Today, the town of Vimperk wants to begin repaying its social moral debt. It has decided to breathe new life into the former core of the company, the historical printery, which has unfortunately become a ruin, several bourgeois houses that housed the company’s management, and the courtyard surrounded by them, turning it into a regional social and cultural center. The town announced an architectural competition for the area located in the very historical center of the town next to the town hall, whose courtyard is part of the area being addressed.

One of the competition organizers, architect Josef Čančík, a faculty member at the architecture department of ČVUT, was inspired by the layeredness of the theme and the space of the town hall courtyard itself and came up with the idea of architectural intervention in the form of a temporary pavilion, which would have both a clear straightforward part of the program, namely the function of an exhibition space for proposals arising from the competition, and a more intellectually demanding programmatic line of the memorial, a sort of remembrance of the legacy of Johann Steinbrener.

A brief was created for the first-year studio students, whose central interest was working with space: composing "space within space". The courtyard or garden behind the town hall is, in fact, a clearly defined playground. An imaginary block enclosed on four sides by varying heights of ground and walls (houses). The remaining two sides are open to space. Upwards towards the heavens and at the opposite end against the town hall, raised by a rock and the city wall, towards the opposite green slopes of the valley. A complex brief emerged that grappled with all aspects of architectural action: specific functional programs, conceptual and artistic content, space, and construction. There was also a sense of purpose in the effort, as the students had a vision of a possible realization of their selected proposal if it would be convincing for the town leadership. And the students proved that although they are "greenhorns", they are capable of grasping a complex layered brief.

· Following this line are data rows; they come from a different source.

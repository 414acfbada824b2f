//! A coalescent-with-recombination simulator and tree-sequence toolkit.
//!
//! The core is a discrete-event simulation over ancestral segments
//! ([`simulator`]) that emits [`record::CoalescenceRecord`]s, which are then
//! assembled into a columnar [`treeseq::TreeSequence`] supporting efficient
//! left-to-right traversal of the marginal trees along the genome.

pub mod archive;
pub mod avl;
pub mod config;
pub mod diff;
pub mod error;
pub mod fenwick;
pub mod haplotypes;
pub mod legacy;
pub mod mutations;
pub mod newick;
pub mod newtypes;
pub mod node_mapping;
pub mod pool;
pub mod popmodel;
pub mod population;
pub mod record;
pub mod rng;
pub mod segment;
pub mod simulator;
pub mod sparsetree;
pub mod treeseq;

pub use config::SimulationConfig;
pub use error::{Result, SimError};
pub use newtypes::{Locus, MutationId, NodeId, Time};
pub use popmodel::{PopulationModel, PopulationModelKind};
pub use record::CoalescenceRecord;
pub use rng::{RandomSource, RngSource};
pub use simulator::{PauseReason, RunLimits, RunStatus, SimParams, Simulator};
pub use sparsetree::{SparseTree, TreeFlags};
pub use treeseq::{RecordOrder, TreeSequence};
//! Strongly-typed wrappers around the small integer/float values that flow
//! through the simulator and tree sequence, so that a node id can never be
//! silently compared against a locus or a time value.

use std::fmt;

macro_rules! impl_id_traits {
    ($name:ident, $null:expr) => {
        #[repr(transparent)]
        #[derive(Copy, Clone, Debug, Eq, PartialEq, Ord, PartialOrd, Hash, Default)]
        pub struct $name(u32);

        impl $name {
            /// Sentinel value meaning "no such id".
            pub const NULL: $name = $name($null);

            pub const fn new(value: u32) -> Self {
                Self(value)
            }

            pub const fn get(self) -> u32 {
                self.0
            }

            pub fn is_null(self) -> bool {
                self.0 == $null
            }

            pub fn as_usize(self) -> usize {
                self.0 as usize
            }
        }

        impl From<u32> for $name {
            fn from(value: u32) -> Self {
                Self(value)
            }
        }

        impl From<$name> for u32 {
            fn from(value: $name) -> Self {
                value.0
            }
        }

        impl fmt::Display for $name {
            fn fmt(&self, f: &mut fmt::Formatter<'_>) -> fmt::Result {
                if self.is_null() {
                    write!(f, "NULL")
                } else {
                    write!(f, "{}", self.0)
                }
            }
        }

        impl PartialEq<u32> for $name {
            fn eq(&self, other: &u32) -> bool {
                self.0 == *other
            }
        }
    };
}

// An integer identifying an individual in the ancestral recombination graph.
//
// Sample nodes occupy `1..=n`; internal nodes are assigned in strictly increasing
// order as coalescences occur. The value `0` is never a live node id under this
// crate's convention — it is reserved as the "null parent" sentinel inside the dense
// arrays maintained by the sparse tree; see `NodeId::NULL` for the distinct "no such
// node at all" sentinel used elsewhere (e.g. an empty children slot).
//
// assert_eq!(NodeId::from(1), 1u32);
// assert!(NodeId::from(1) < NodeId::from(2));
// assert_eq!(format!("{}", NodeId::NULL), "NULL");
impl_id_traits!(NodeId, u32::MAX);

// A mutation ID: a row index into a tree sequence's mutation columns.
impl_id_traits!(MutationId, u32::MAX);

impl NodeId {
    /// `true` for sample nodes, i.e. ids in `1..=n`.
    pub fn is_sample(self, n: u32) -> bool {
        self.0 >= 1 && self.0 <= n
    }
}

/// A 1-based genomic locus in `1..=m`, or a half-open interval endpoint.
///
/// Wraps [`u32`]. Subtracting two loci yields a raw link count.
#[repr(transparent)]
#[derive(Copy, Clone, Debug, Eq, PartialEq, Ord, PartialOrd, Hash, Default)]
pub struct Locus(u32);

impl Locus {
    pub const fn new(value: u32) -> Self {
        Self(value)
    }

    pub const fn get(self) -> u32 {
        self.0
    }

    pub fn as_usize(self) -> usize {
        self.0 as usize
    }
}

impl From<u32> for Locus {
    fn from(value: u32) -> Self {
        Self(value)
    }
}

impl From<Locus> for u32 {
    fn from(value: Locus) -> Self {
        value.0
    }
}

impl fmt::Display for Locus {
    fn fmt(&self, f: &mut fmt::Formatter<'_>) -> fmt::Result {
        write!(f, "{}", self.0)
    }
}

impl std::ops::Sub for Locus {
    type Output = u32;
    fn sub(self, rhs: Self) -> u32 {
        self.0 - rhs.0
    }
}

/// A point in time, measured backwards from the present (time `0`) towards the
/// past. Wraps [`f64`].
///
/// # Examples
///
/// ```
/// use coalsim::Time;
///
/// let t0 = Time::from(2.0);
/// let t1 = Time::from(10.0);
/// assert_eq!((t0 + t1).get(), 12.0);
/// ```
#[repr(transparent)]
#[derive(Copy, Clone, Debug, PartialEq, PartialOrd, Default)]
pub struct Time(f64);

impl Time {
    pub const fn new(value: f64) -> Self {
        Self(value)
    }

    pub const fn get(self) -> f64 {
        self.0
    }
}

impl From<f64> for Time {
    fn from(value: f64) -> Self {
        Self(value)
    }
}

impl From<Time> for f64 {
    fn from(value: Time) -> Self {
        value.0
    }
}

impl fmt::Display for Time {
    fn fmt(&self, f: &mut fmt::Formatter<'_>) -> fmt::Result {
        write!(f, "{}", self.0)
    }
}

impl std::ops::Add for Time {
    type Output = Time;
    fn add(self, rhs: Self) -> Time {
        Time(self.0 + rhs.0)
    }
}

impl std::ops::Sub for Time {
    type Output = Time;
    fn sub(self, rhs: Self) -> Time {
        Time(self.0 - rhs.0)
    }
}

#[cfg(test)]
mod test {
    use super::*;

    #[test]
    fn node_id_null_displays_as_null() {
        assert_eq!(format!("{}", NodeId::NULL), "NULL");
        assert_eq!(format!("{}", NodeId::from(7u32)), "7");
    }

    #[test]
    fn node_id_compares_to_raw_integer() {
        let n = NodeId::from(3u32);
        assert_eq!(n, 3u32);
        assert!(n < NodeId::from(4u32));
    }

    #[test]
    fn locus_subtraction_gives_link_count() {
        let l = Locus::new(10);
        let r = Locus::new(13);
        assert_eq!(r - l, 3);
    }
}
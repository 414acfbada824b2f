//! Haplotype matrix generator: for each sample, the set of derived mutation
//! states it carries, as an `n x S` bit matrix.

use fixedbitset::FixedBitSet;
use streaming_iterator::StreamingIterator;

use crate::newtypes::NodeId;
use crate::sparsetree::TreeFlags;
use crate::treeseq::TreeSequence;

/// One `FixedBitSet` row per sample, one column per mutation (site), in
/// position order.
pub struct HaplotypeMatrix {
    rows: Vec<FixedBitSet>,
    num_sites: usize,
}

impl HaplotypeMatrix {
    pub fn num_samples(&self) -> usize {
        self.rows.len()
    }

    pub fn num_sites(&self) -> usize {
        self.num_sites
    }

    /// Whether sample `sample_id` (`1..=n`) carries the derived allele at
    /// site `site_index`.
    pub fn get(&self, sample_id: u32, site_index: usize) -> bool {
        self.rows[(sample_id - 1) as usize][site_index]
    }

    pub fn row_as_string(&self, sample_id: u32) -> String {
        let row = &self.rows[(sample_id - 1) as usize];
        (0..self.num_sites).map(|i| if row[i] { '1' } else { '0' }).collect()
    }
}

/// Build the haplotype matrix for `ts`, walking every marginal tree once and
/// placing each mutation's derived state on the leaves below its node.
pub fn build_haplotypes(ts: &TreeSequence) -> HaplotypeMatrix {
    let n = ts.get_num_samples();
    let sites: Vec<(NodeId, f64)> = {
        let mut m: Vec<_> = ts.mutations().collect();
        m.sort_by(|a, b| a.1.partial_cmp(&b.1).unwrap());
        m
    };
    let num_sites = sites.len();
    let mut rows: Vec<FixedBitSet> = (0..n).map(|_| FixedBitSet::with_capacity(num_sites)).collect();

    let mut site_cursor = 0;
    let mut trees = ts.trees(TreeFlags::empty());
    while let Some(tree) = trees.next() {
        while site_cursor < num_sites && (sites[site_cursor].1 as u32) < tree.right().get() {
            let (node, _) = sites[site_cursor];
            mark_descendant_samples(tree, node, n, site_cursor, &mut rows);
            site_cursor += 1;
        }
    }

    HaplotypeMatrix { rows, num_sites }
}

fn mark_descendant_samples(
    tree: &crate::sparsetree::SparseTree<'_>,
    node: NodeId,
    n: u32,
    site_index: usize,
    rows: &mut [FixedBitSet],
) {
    let mut stack = vec![node];
    while let Some(u) = stack.pop() {
        if u.is_sample(n) {
            rows[(u.get() - 1) as usize].set(site_index, true);
            continue;
        }
        let [c0, c1] = tree.children(u);
        if !c0.is_null() {
            stack.push(c0);
        }
        if !c1.is_null() {
            stack.push(c1);
        }
    }
}

#[cfg(test)]
mod test {
    use super::*;
    use crate::newtypes::{Locus, Time};
    use crate::record::CoalescenceRecord;

    #[test]
    fn mutation_on_leaf_marks_only_that_sample() {
        let rec = CoalescenceRecord::new(
            Locus::new(1),
            Locus::new(11),
            NodeId::from(3),
            [NodeId::from(1), NodeId::from(2)],
            Time::new(1.0),
        );
        let mut ts = TreeSequence::from_records(2, 10, vec![rec]);
        ts.set_mutations(vec![(NodeId::from(1), 5.0)]).unwrap();
        let hap = build_haplotypes(&ts);
        assert_eq!(hap.num_sites(), 1);
        assert!(hap.get(1, 0));
        assert!(!hap.get(2, 0));
    }

    #[test]
    fn mutation_on_root_marks_every_sample() {
        let rec = CoalescenceRecord::new(
            Locus::new(1),
            Locus::new(11),
            NodeId::from(3),
            [NodeId::from(1), NodeId::from(2)],
            Time::new(1.0),
        );
        let mut ts = TreeSequence::from_records(2, 10, vec![rec]);
        ts.set_mutations(vec![(NodeId::from(3), 5.0)]).unwrap();
        let hap = build_haplotypes(&ts);
        assert!(hap.get(1, 0));
        assert!(hap.get(2, 0));
    }
}
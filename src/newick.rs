//! Newick formatter: a one-way, depth-first writer from a marginal tree to a
//! standard Newick string. No parser — output only.

use std::fmt::Write as _;

use crate::error::{Result, SimError};
use crate::newtypes::NodeId;
use crate::sparsetree::SparseTree;

/// Render the current marginal tree of `tree` as a Newick string, failing if
/// the output would exceed `max_len` bytes.
pub fn to_newick(tree: &SparseTree<'_>, max_len: usize) -> Result<String> {
    let mut out = String::new();
    write_subtree(tree, tree.root(), &mut out)?;
    out.push(';');
    if out.len() > max_len {
        return Err(SimError::NewickOverflow);
    }
    Ok(out)
}

fn write_subtree(tree: &SparseTree<'_>, node: NodeId, out: &mut String) -> Result<()> {
    let [c0, c1] = tree.children(node);
    if !c0.is_null() || !c1.is_null() {
        out.push('(');
        if !c0.is_null() {
            write_subtree(tree, c0, out)?;
            write_branch_length(tree, node, c0, out)?;
        }
        if !c1.is_null() {
            out.push(',');
            write_subtree(tree, c1, out)?;
            write_branch_length(tree, node, c1, out)?;
        }
        out.push(')');
    }
    write!(out, "{node}").map_err(|e| SimError::FileFormat(e.to_string()))?;
    Ok(())
}

fn write_branch_length(tree: &SparseTree<'_>, parent: NodeId, child: NodeId, out: &mut String) -> Result<()> {
    let length = tree.time(parent).get() - tree.time(child).get();
    write!(out, ":{length}").map_err(|e| SimError::FileFormat(e.to_string()))
}

#[cfg(test)]
mod test {
    use super::*;
    use crate::newtypes::{Locus, Time};
    use crate::record::CoalescenceRecord;
    use crate::sparsetree::TreeFlags;
    use crate::treeseq::TreeSequence;
    use streaming_iterator::StreamingIterator;

    #[test]
    fn two_samples_format_as_a_cherry() {
        let rec = CoalescenceRecord::new(
            Locus::new(1),
            Locus::new(11),
            NodeId::from(3),
            [NodeId::from(1), NodeId::from(2)],
            Time::new(2.5),
        );
        let ts = TreeSequence::from_records(2, 10, vec![rec]);
        let mut trees = ts.trees(TreeFlags::empty());
        trees.advance();
        let tree = trees.get().unwrap();
        let s = to_newick(tree, 1024).unwrap();
        assert_eq!(s, "(1:2.5,2:2.5)3;");
    }

    #[test]
    fn overflow_cap_is_enforced() {
        let rec = CoalescenceRecord::new(
            Locus::new(1),
            Locus::new(11),
            NodeId::from(3),
            [NodeId::from(1), NodeId::from(2)],
            Time::new(2.5),
        );
        let ts = TreeSequence::from_records(2, 10, vec![rec]);
        let mut trees = ts.trees(TreeFlags::empty());
        trees.advance();
        let tree = trees.get().unwrap();
        assert!(to_newick(tree, 3).is_err());
    }
}
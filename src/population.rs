//! The population: the set of currently-live ancestors, indexed by the
//! `left` coordinate of each ancestor's head segment so the simulator can
//! look up, sample without replacement, and remove ancestors in `O(log n)`.
//!
//! The population AVL is keyed *uniquely* by `left`, yet the initial `n`
//! ancestors all start out with `left == 1`. Rather than forcing a re-key —
//! which the distilled specification leaves ambiguous (see `SPEC_FULL.md`
//! §9, resolved Open Question 1) — each key maps to a small bucket of
//! ancestor head handles that currently share that `left`. Buckets have
//! expected size close to one after the first few recombination events
//! fragment the initial ties apart.

use crate::avl::AvlMap;
use crate::error::Result;
use crate::pool::Handle;
use crate::rng::RandomSource;

pub struct Population {
    avl: AvlMap<u32, Vec<Handle>>,
    count: usize,
}

impl Population {
    pub fn new(block_size: usize) -> Self {
        Self {
            avl: AvlMap::new(block_size),
            count: 0,
        }
    }

    pub fn len(&self) -> usize {
        self.count
    }

    pub fn is_empty(&self) -> bool {
        self.count == 0
    }

    /// Insert a new live ancestor, headed at `left`.
    pub fn insert(&mut self, left: u32, handle: Handle) -> Result<()> {
        if let Some(bucket) = self.avl.get_mut(left) {
            bucket.push(handle);
        } else {
            self.avl.insert(left, vec![handle])?;
        }
        self.count += 1;
        Ok(())
    }

    /// Remove a specific ancestor known to be headed at `left`.
    pub fn remove(&mut self, left: u32, handle: Handle) {
        let bucket = self
            .avl
            .get_mut(left)
            .expect("left key must be present in the population");
        let idx = bucket
            .iter()
            .position(|h| *h == handle)
            .expect("handle must be present in its bucket");
        bucket.swap_remove(idx);
        if bucket.is_empty() {
            self.avl.remove(left);
        }
        self.count -= 1;
    }

    /// The live ancestor handles currently sharing head `left`, if any.
    pub fn bucket(&self, left: u32) -> Option<&[Handle]> {
        self.avl.get(left).map(Vec::as_slice)
    }

    /// The `rank`-th live ancestor (0-based) in ascending-`left` order,
    /// ties among same-`left` ancestors broken by bucket insertion order.
    pub fn select(&self, rank: usize) -> (u32, Handle) {
        let mut remaining = rank;
        for (key, bucket) in self.avl.iter_ascending() {
            if remaining < bucket.len() {
                return (key, bucket[remaining]);
            }
            remaining -= bucket.len();
        }
        panic!("rank {rank} out of range for population of size {}", self.count);
    }

    /// Sample two distinct live ancestors uniformly without replacement.
    pub fn sample_two_distinct(&self, rng: &mut dyn RandomSource) -> ((u32, Handle), (u32, Handle)) {
        debug_assert!(self.count >= 2);
        let i = rng.next_uniform_index(self.count as u64) as usize - 1;
        let mut j = rng.next_uniform_index(self.count as u64 - 1) as usize - 1;
        if j >= i {
            j += 1;
        }
        (self.select(i), self.select(j))
    }
}

#[cfg(test)]
mod test {
    use super::*;
    use crate::pool::Pool;

    fn fake_handles(n: usize) -> (Pool<u8>, Vec<Handle>) {
        let mut pool = Pool::new(8, 0);
        let handles = (0..n).map(|i| pool.alloc(i as u8).unwrap()).collect();
        (pool, handles)
    }

    #[test]
    fn insert_select_remove_round_trip() {
        let (_pool, handles) = fake_handles(3);
        let mut pop = Population::new(4);
        pop.insert(10, handles[0]).unwrap();
        pop.insert(5, handles[1]).unwrap();
        pop.insert(10, handles[2]).unwrap();
        assert_eq!(pop.len(), 3);
        assert_eq!(pop.select(0).0, 5);
        assert_eq!(pop.select(1).0, 10);
        assert_eq!(pop.select(2).0, 10);
        pop.remove(10, handles[0]);
        assert_eq!(pop.len(), 2);
    }

    #[test]
    fn shared_left_bucket_supports_multiple_ancestors() {
        let (_pool, handles) = fake_handles(4);
        let mut pop = Population::new(4);
        for h in &handles {
            pop.insert(1, *h).unwrap();
        }
        assert_eq!(pop.len(), 4);
        for rank in 0..4 {
            assert_eq!(pop.select(rank).0, 1);
        }
    }

    #[test]
    fn sample_two_distinct_are_different() {
        use crate::rng::mock::MockRng;
        let (_pool, handles) = fake_handles(3);
        let mut pop = Population::new(4);
        for (i, h) in handles.iter().enumerate() {
            pop.insert(i as u32, *h).unwrap();
        }
        let mut rng = MockRng::new(vec![0.99, 0.99]);
        let (a, b) = pop.sample_two_distinct(&mut rng);
        assert_ne!(a.0, b.0);
    }
}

Five diverse and interesting proposals were created, all valuable, but one convinced the jury the most. The proposal, which during the work earned the nickname "mound," was realized from May 1 to May 4 by the collective from the school’s Atelier Čančík & Sticzay in the town hall courtyard during an intensive workshop. A 10.5-meter-long, 3-meter-wide, and 4-meter-high wooden structure was created, which literally hugs the beautiful gable wall of the old printery. Before visitors entering the courtyard through the town hall, a view opens up through a gallery corridor along the graphically and structurally (haptically) charismatic decaying wall, where the competition entries will be installed. The corridor has no end; it is open to the "infinite space of the future," at its end one can step just before the edge of the city wall, walk around the object, and climb a ramp to an observation point that allows for both a symbolic look back through the window of the past (period images of work in Steinbrener's printery installed directly in its boarded-up window) and a new perspective of the surroundings. The ramp holds the approximate slope of the opposite slope of the valley. Inspiration (among others) from the mountain landscape was present from the beginning. Along the entire length of the object is a bench that provides a place for rest and reflection on the legacy of the great man. And the pavilion may become a support and initiating act for social events in the previously unused town hall courtyard. For many Vimperk locals, it may open their eyes to the potential of public spaces in the planned cultural and social center. And the first-year architecture students? They went home with the feeling that for the first time, they built a real structure with their own hands. And several of them also have their first realization as authors.